* _Your task_:
Output the line containing "let app_config = config::load_config(args.config.as_ref())?;", then every remaining line of the entries below, exactly as written and with no other text.

* _Collected data entries_:

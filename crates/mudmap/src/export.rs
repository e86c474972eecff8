//! Export functionality for MudMap towers.
//!
//! This module provides the [`Exporter`] trait that defines the interface for
//! writing laid-out towers to output formats. It is the final stage in the
//! MudMap pipeline.
//!
//! # Pipeline Position
//!
//! ```text
//! Tower Document
//!     ↓ parse
//! Tower (layers + total limit)
//!     ↓ layout
//! Placements (LayerElement)
//!     ↓ export (this module)
//! Output File
//! ```
//!
//! # Available Backends
//!
//! - [`svg`] — SVG diagram via [`svg::SvgBuilder`] and [`svg::SvgExporter`]
//! - [`bundle`] — ZIP archive holding the layer table and the diagram
//!
//! The [`table`] module flattens layers into rows for the bundle.
//!
//! # Error Handling
//!
//! Export operations return [`Error`], covering rendering failures, I/O
//! errors and archive errors. [`Error`] converts into
//! [`MudmapError::Export`] at the crate boundary.
//!
//! [`MudmapError::Export`]: crate::MudmapError::Export

/// ZIP bundle backend.
pub mod bundle;
/// SVG export backend.
pub mod svg;
/// Tabular flattening of layers.
pub mod table;

use mudmap_core::layer::LayerElement;

use crate::tower::Tower;

/// Abstraction for tower export backends.
pub trait Exporter {
    /// Exports a tower and its placements to the backend's output format.
    ///
    /// `elements` must be the layout of `tower`'s current layers; the
    /// exporter uses the tower for the total limit, share summary and
    /// tabular data.
    ///
    /// # Errors
    ///
    /// Returns [`Error::Render`] if the tower cannot be converted to the
    /// target format, [`Error::Io`] if writing the output fails, or
    /// [`Error::Archive`] if an archive entry cannot be written.
    fn export_tower(&mut self, tower: &Tower, elements: &[LayerElement]) -> Result<(), Error>;
}

/// Errors that can occur during tower export.
///
/// This type is converted into [`MudmapError::Export`] at the crate
/// boundary via the [`From`] implementation in [`crate::error`].
///
/// [`MudmapError::Export`]: crate::MudmapError::Export
#[derive(Debug)]
pub enum Error {
    /// A rendering or conversion failure described by `message`.
    Render(String),
    /// An I/O error encountered while writing output.
    Io(std::io::Error),
    /// A failure while writing the ZIP archive.
    Archive(zip::result::ZipError),
}

impl std::fmt::Display for Error {
    fn fmt(&self, f: &mut std::fmt::Formatter<'_>) -> std::fmt::Result {
        match self {
            Self::Render(msg) => write!(f, "Render error: {msg}"),
            Self::Io(err) => write!(f, "I/O error: {err}"),
            Self::Archive(err) => write!(f, "Archive error: {err}"),
        }
    }
}

impl std::error::Error for Error {
    fn source(&self) -> Option<&(dyn std::error::Error + 'static)> {
        match self {
            Self::Render(_) => None,
            Self::Io(err) => Some(err),
            Self::Archive(err) => Some(err),
        }
    }
}

impl From<std::io::Error> for Error {
    fn from(err: std::io::Error) -> Self {
        Self::Io(err)
    }
}

impl From<zip::result::ZipError> for Error {
    fn from(err: zip::result::ZipError) -> Self {
        Self::Archive(err)
    }
}
//! MudMap CLI library
//!
//! This module contains the core CLI logic for the MudMap tower tool.

pub mod error_adapter;

mod args;
mod config;

pub use args::Args;

use std::fs::{self, File};

use log::{info, warn};

use mudmap::{MudmapError, TowerBuilder};

/// Run the MudMap CLI application
///
/// This function reads the tower document, writes the rendered SVG to the
/// output file and, when requested, writes the ZIP bundle.
///
/// # Arguments
///
/// * `args` - Command-line arguments
///
/// # Errors
///
/// Returns `MudmapError` for:
/// - File I/O errors
/// - Configuration loading errors
/// - Tower document errors
/// - Rendering and export errors
pub fn run(args: &Args) -> Result<(), MudmapError> {
    info!(
        input_path = args.input,
        output_path = args.output;
        "Processing tower"
    );

    // Load configuration
    let app_config = config::load_config(args.config.as_ref())?;

    // Read input file
    let source = fs::read_to_string(&args.input)?;

    let builder = TowerBuilder::new(app_config);
    let tower = builder.parse(&source)?;

    if tower.share_exceeded() {
        warn!(
            total_share = tower.total_share();
            "Shares add up to more than 100%, rendering anyway"
        );
    }

    let svg = builder.render_svg(&tower)?;
    fs::write(&args.output, svg)?;
    info!(output_file = args.output; "SVG exported successfully");

    if let Some(bundle_path) = &args.bundle {
        let file = File::create(bundle_path)?;
        builder.export_bundle(&tower, file)?;
        info!(bundle_file = bundle_path; "Bundle exported successfully");
    }

    Ok(())
}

* _Exercise result_:
    let app_config = config::load_config(args.config.as_ref())?;

    // Read input file
    let source = fs::read_to_string(&args.input)?;

    let builder = TowerBuilder::new(app_config);
    let tower = builder.parse(&source)?;

    if tower.share_exceeded() {
        warn!(
            total_share = tower.total_share();
            "Shares add up to more than 100%, rendering anyway"
        );
    }

    let svg = builder.render_svg(&tower)?;
    fs::write(&args.output, svg)?;
    info!(output_file = args.output; "SVG exported successfully");

    if let Some(bundle_path) = &args.bundle {
        let file = File::create(bundle_path)?;
        builder.export_bundle(&tower, file)?;
        info!(bundle_file = bundle_path; "Bundle exported successfully");
    }

    Ok(())
}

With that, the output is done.